Enterrado con honores
La muerte de Prim conmocionó al país. A sus 56 años, el político catalán gozaba de una inmensa popularidad por el arrojo que había mostrado como general en la reciente guerra de Marruecos (1859-1860) y por su papel protagonista tanto en la oposición al régimen de Isabel II como en la revolución de septiembre de 1868. Con su muerte desaparecía el cerebro y el alma del régimen de monarquía constitucional surgido de la revolución y se abría un panorama de máxima incertidumbre. Así debió de percibirlo el nuevo monarca, Amadeo I, que desembarcó en Cartagena el mismo día en que falleció Prim. El cuerpo de éste fue velado en la Real Basílica de Atocha, adonde se dirigió Amadeo I nada más poner un pie en Madrid, y donde hoy día hay una placa que así lo recuerda.
Con su muerte desaparecía el cerebro y el alma del régimen de monarquía constitucional
Al tiempo que algunos políticos, como Cánovas del Castillo, veían en el atentado un signo indudable de que España iba al caos, prendía la polémica sobre quién había matado a Prim, polémica que no ha cesado desde entonces. En cuanto a los autores materiales, diversos indicios apuntan a José Paúl y Angulo, un jerezano que había contribuido al pronunciamiento de Prim en 1868, pero que luego, como exaltado republicano, lo atacó violentamente y llegó a amenazarlo de muerte en su periódico semanas antes del asesinato. En el sumario judicial se recoge que Prim reconoció a Paúl en la voz que gritó «¡Fuego!» cuando iba en su carroza en la calle del Turco. Cabe señalar que la oposición de los republicanos federales a Prim se había radicalizado conforme parecía tomar forma el modelo de monarquía constitucional impulsado por éste, y de hecho circulaban rumores de que estaban preparando una insurrección que estallaría en cuanto el duque de Aosta desembarcara en España.

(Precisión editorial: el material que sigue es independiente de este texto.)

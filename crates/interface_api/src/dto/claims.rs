//! Claim DTOs

use chrono::NaiveDate;
use rust_decimal::Decimal;
use serde::{Deserialize, Serialize};
use validator::Validate;

use domain_workflow::BulkAssignmentReport;

/// Bulk move of selected claims to survey
#[derive(Debug, Deserialize, Validate)]
pub struct SurveyAssignmentRequest {
    #[validate(length(min = 1, message = "Please select at least one claim"))]
    pub claims: Vec<String>,
    pub surveyor: String,
    pub survey_date: Option<NaiveDate>,
}

#[derive(Debug, Serialize)]
pub struct SurveyAssignmentResponse {
    pub message: String,
    pub assigned: usize,
    #[serde(flatten)]
    pub report: BulkAssignmentReport,
}

impl From<BulkAssignmentReport> for SurveyAssignmentResponse {
    fn from(report: BulkAssignmentReport) -> Self {
        Self {
            message: report.message(),
            assigned: report.success_count(),
            report,
        }
    }
}

/// Moves a claim to the next lifecycle status
#[derive(Debug, Deserialize)]
pub struct AdvanceClaimRequest {
    pub status: String,
    pub approved_amount: Option<Decimal>,
}
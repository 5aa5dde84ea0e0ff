//! Ports and Adapters Infrastructure
//!
//! This module provides the foundational types for the hexagonal
//! architecture used across the workspace.
//!
//! # Architecture Overview
//!
//! ```text
//! ┌─────────────────────────────────────────────────────────────┐
//! │                     Application Layer                        │
//! │          (WorkflowService, VerificationService)              │
//! └─────────────────────────────────────────────────────────────┘
//!                              │
//!                              ▼
//! ┌─────────────────────────────────────────────────────────────┐
//! │                      Port Traits                             │
//! │   DocumentStore, ServerProcedures, RcRegistryPort            │
//! └─────────────────────────────────────────────────────────────┘
//!                    ▲                         ▲
//!                    │                         │
//!         ┌─────────┴─────────┐     ┌────────┴────────┐
//!         │  Internal Adapter │     │ External Adapter │
//!         │ (PostgreSQL, mem) │     │ (RC registry API)│
//!         └───────────────────┘     └──────────────────┘
//! ```

use async_trait::async_trait;
use serde::{Deserialize, Serialize};
use std::fmt;
use thiserror::Error;

use crate::document::{DocType, Document, DocumentQuery, FieldMap, Precondition};

/// Failure reported by any port adapter
///
/// Store, procedure and registry adapters all speak this taxonomy so the
/// services can decide between "retry later", "reload and retry" and
/// "tell the user" without knowing which adapter failed.
#[derive(Debug, Error)]
pub enum PortError {
    #[error("Not found: {entity_type} with id {id}")]
    NotFound {
        entity_type: String,
        id: String,
    },

    #[error("Validation error: {message}")]
    Validation {
        message: String,
        field: Option<String>,
    },

    /// A write precondition no longer holds
    #[error("Conflict: {message}")]
    Conflict {
        message: String,
    },

    #[error("Connection error: {message}")]
    Connection {
        message: String,
        #[source]
        source: Option<Box<dyn std::error::Error + Send + Sync>>,
    },

    #[error("Timeout after {duration_ms}ms: {operation}")]
    Timeout {
        operation: String,
        duration_ms: u64,
    },

    /// Credentials were refused by an upstream system
    #[error("Unauthorized: {message}")]
    Unauthorized {
        message: String,
    },

    #[error("Rate limited: retry after {retry_after_secs}s")]
    RateLimited {
        retry_after_secs: u64,
    },

    /// Upstream is down, or its circuit breaker is open
    #[error("Service unavailable: {service}")]
    ServiceUnavailable {
        service: String,
    },

    /// An upstream payload could not be mapped onto a document
    #[error("Transformation error: {message}")]
    Transformation {
        message: String,
    },

    #[error("Internal error: {message}")]
    Internal {
        message: String,
        #[source]
        source: Option<Box<dyn std::error::Error + Send + Sync>>,
    },
}

impl PortError {
    pub fn not_found(entity_type: impl Into<String>, id: impl fmt::Display) -> Self {
        PortError::NotFound {
            entity_type: entity_type.into(),
            id: id.to_string(),
        }
    }

    pub fn validation(message: impl Into<String>) -> Self {
        PortError::Validation {
            message: message.into(),
            field: None,
        }
    }

    /// Validation failure attributed to one document field
    pub fn validation_field(message: impl Into<String>, field: impl Into<String>) -> Self {
        PortError::Validation {
            message: message.into(),
            field: Some(field.into()),
        }
    }

    pub fn conflict(message: impl Into<String>) -> Self {
        PortError::Conflict {
            message: message.into(),
        }
    }

    pub fn connection(message: impl Into<String>) -> Self {
        PortError::Connection {
            message: message.into(),
            source: None,
        }
    }

    pub fn internal(message: impl Into<String>) -> Self {
        PortError::Internal {
            message: message.into(),
            source: None,
        }
    }

    /// Whether a later attempt at the same call could succeed
    pub fn is_transient(&self) -> bool {
        matches!(
            self,
            PortError::Connection { .. }
                | PortError::Timeout { .. }
                | PortError::RateLimited { .. }
                | PortError::ServiceUnavailable { .. }
        )
    }

    pub fn is_not_found(&self) -> bool {
        matches!(self, PortError::NotFound { .. })
    }

    /// Whether a conditional write lost against a concurrent change
    pub fn is_conflict(&self) -> bool {
        matches!(self, PortError::Conflict { .. })
    }
}

/// Bound shared by every port trait
pub trait DomainPort: Send + Sync + 'static {}

/// Trip settings for adapters that call external systems
#[derive(Debug, Clone, Serialize, Deserialize)]
pub struct CircuitBreakerConfig {
    /// Consecutive failures that open the circuit
    pub failure_threshold: u32,
    /// Seconds the circuit stays open before a trial call
    pub reset_timeout_secs: u64,
    /// Trial successes needed to close it again
    pub success_threshold: u32,
}

impl Default for CircuitBreakerConfig {
    fn default() -> Self {
        Self {
            failure_threshold: 5,
            reset_timeout_secs: 30,
            success_threshold: 3,
        }
    }
}

#[derive(Debug, Clone, Copy, PartialEq, Eq, Serialize, Deserialize)]
#[serde(rename_all = "snake_case")]
pub enum AdapterHealth {
    Healthy,
    /// Reachable but refusing some work, e.g. an open circuit
    Degraded,
    Unhealthy,
}

/// Outcome of one adapter health check
#[derive(Debug, Clone, Serialize, Deserialize)]
pub struct HealthCheckResult {
    pub adapter_id: String,
    pub status: AdapterHealth,
    pub latency_ms: u64,
    pub message: Option<String>,
    pub checked_at: chrono::DateTime<chrono::Utc>,
}

#[async_trait]
pub trait HealthCheckable: Send + Sync {
    async fn health_check(&self) -> HealthCheckResult;
}

/// Who started an operation, and under which request
///
/// Services stamp the principal into `owner` and audit fields; the
/// correlation id ties adapter logs back to the HTTP request.
#[derive(Debug, Clone, Default)]
pub struct OperationMetadata {
    pub correlation_id: Option<String>,
    pub initiated_by: Option<String>,
}

impl OperationMetadata {
    pub fn initiated_by(principal: impl Into<String>) -> Self {
        Self {
            initiated_by: Some(principal.into()),
            ..Default::default()
        }
    }

    pub fn with_correlation_id(mut self, correlation_id: impl Into<String>) -> Self {
        self.correlation_id = Some(correlation_id.into());
        self
    }

    /// The initiating principal, or "system" for background work
    pub fn actor(&self) -> &str {
        self.initiated_by.as_deref().unwrap_or("system")
    }
}

/// The document/record store every domain reads from and writes to
///
/// Writes that depend on previously read state must be expressed with
/// preconditions. An adapter evaluates the preconditions and applies the
/// update atomically; if any precondition fails it returns
/// `PortError::Conflict` and leaves the document untouched.
#[async_trait]
pub trait DocumentStore: DomainPort + HealthCheckable {
    /// Retrieves a document, or `PortError::NotFound`
    async fn get(&self, doctype: DocType, name: &str) -> Result<Document, PortError>;

    /// Inserts a new document at version 1
    ///
    /// Returns `PortError::Conflict` if a document with the same name exists.
    async fn insert(
        &self,
        doctype: DocType,
        name: &str,
        fields: FieldMap,
    ) -> Result<Document, PortError>;

    /// Merges `updates` into the document iff every precondition holds
    async fn set_fields_if(
        &self,
        doctype: DocType,
        name: &str,
        preconditions: &[Precondition],
        updates: FieldMap,
    ) -> Result<Document, PortError>;

    /// Lists documents matching the query, most recently modified first
    async fn list(&self, query: &DocumentQuery) -> Result<Vec<Document>, PortError>;
}
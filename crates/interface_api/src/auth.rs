//! Authentication and principals

use chrono::{Duration, Utc};
use jsonwebtoken::errors::ErrorKind;
use jsonwebtoken::{decode, encode, DecodingKey, EncodingKey, Header, Validation};
use serde::{Deserialize, Serialize};
use thiserror::Error;

use core_kernel::OperationMetadata;

/// JWT claims
#[derive(Debug, Clone, Serialize, Deserialize)]
pub struct Claims {
    /// Subject (user ID)
    pub sub: String,
    /// User's roles
    pub roles: Vec<String>,
    /// Expiration timestamp
    pub exp: i64,
    /// Issued at timestamp
    pub iat: i64,
}

impl Claims {
    /// Operation metadata naming this principal
    pub fn metadata(&self, correlation_id: Option<&str>) -> OperationMetadata {
        let metadata = OperationMetadata::initiated_by(self.sub.clone());
        match correlation_id {
            Some(id) => metadata.with_correlation_id(id),
            None => metadata,
        }
    }
}

/// Auth errors
#[derive(Debug, Error)]
pub enum AuthError {
    #[error("Invalid token")]
    InvalidToken,
    #[error("Token expired")]
    TokenExpired,
}

/// Creates a signed JWT for `user_id`
pub fn create_token(
    user_id: &str,
    roles: Vec<String>,
    secret: &str,
    expiration_secs: u64,
) -> Result<String, AuthError> {
    let now = Utc::now();
    let exp = now + Duration::seconds(expiration_secs as i64);

    let claims = Claims {
        sub: user_id.to_string(),
        roles,
        exp: exp.timestamp(),
        iat: now.timestamp(),
    };

    encode(
        &Header::default(),
        &claims,
        &EncodingKey::from_secret(secret.as_bytes()),
    )
    .map_err(|_| AuthError::InvalidToken)
}

/// Validates a JWT and returns its claims
pub fn validate_token(token: &str, secret: &str) -> Result<Claims, AuthError> {
    let token_data = decode::<Claims>(
        token,
        &DecodingKey::from_secret(secret.as_bytes()),
        &Validation::default(),
    )
    .map_err(|e| match e.kind() {
        ErrorKind::ExpiredSignature => AuthError::TokenExpired,
        _ => AuthError::InvalidToken,
    })?;

    Ok(token_data.claims)
}
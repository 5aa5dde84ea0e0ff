//! Vehicle domain errors

use core_kernel::PortError;
use thiserror::Error;

/// Errors that can occur in the vehicle domain
#[derive(Debug, Error)]
pub enum VehicleError {
    /// Required input is missing or malformed
    #[error("Validation error: {0}")]
    Validation(String),

    /// A verified field was edited without the override role
    #[error("Field '{field}' is locked after RC verification")]
    FieldLocked { field: String },

    /// Vehicle not found
    #[error("Vehicle not found: {0}")]
    NotFound(String),

    /// The vehicle changed between read and write
    #[error("Conflict: {0}")]
    Conflict(String),

    /// The registry could not be reached
    #[error("Registry integration error: {0}")]
    Integration(String),

    /// The stored record cannot be read as a vehicle
    #[error("Invalid vehicle record: {0}")]
    InvalidRecord(String),

    /// Store failure
    #[error("Store error: {0}")]
    Port(#[source] PortError),
}

impl VehicleError {
    pub fn validation(message: impl Into<String>) -> Self {
        VehicleError::Validation(message.into())
    }

    pub fn locked(field: impl Into<String>) -> Self {
        VehicleError::FieldLocked { field: field.into() }
    }
}

impl From<PortError> for VehicleError {
    fn from(error: PortError) -> Self {
        match error {
            PortError::NotFound { id, .. } => VehicleError::NotFound(id),
            PortError::Conflict { message } => VehicleError::Conflict(message),
            PortError::Validation { message, .. } => VehicleError::Validation(message),
            PortError::Transformation { message } => VehicleError::InvalidRecord(message),
            other => VehicleError::Port(other),
        }
    }
}
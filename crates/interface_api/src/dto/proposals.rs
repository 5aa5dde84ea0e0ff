//! Proposal DTOs

use serde::Deserialize;
use validator::Validate;

/// Body of a proposal rejection
///
/// The reason is checked by the workflow, which refuses blank text.
#[derive(Debug, Default, Deserialize, Validate)]
pub struct RejectRequest {
    #[validate(length(max = 2000, message = "Rejection reason is too long"))]
    pub reason: Option<String>,
}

La mano negra en la muerte de Prim
Aun en el caso de que el atentado fuera ejecutado por el grupo de Paúl, cabe también la posibilidad de que existiera algún otro inductor o financiador. Se ha hablado a este respecto del general Serrano, político revolucionario enemistado con Prim, o, más verosímilmente, del duque de Montpensier, el príncipe de la casa francesa de Orleans que había colaborado en el pronunciamiento de 1868 y había optado al trono español, expectativa frustrada tanto por su implicación en un duelo con resultado mortal como por las maniobras del general reusense.
Otros autores, en cambio, han seguido la pista de los traficantes de esclavos de Cuba, opuestos al proyecto de abolición de la esclavitud impulsado por la revolución. Lo único seguro es que las pesquisas oficiales, que ocuparon más de 18.000 folios (de los cuales desaparecieron 1.500), se cerraron en 1877 sin que se hubiera encontrado a ningún culpable.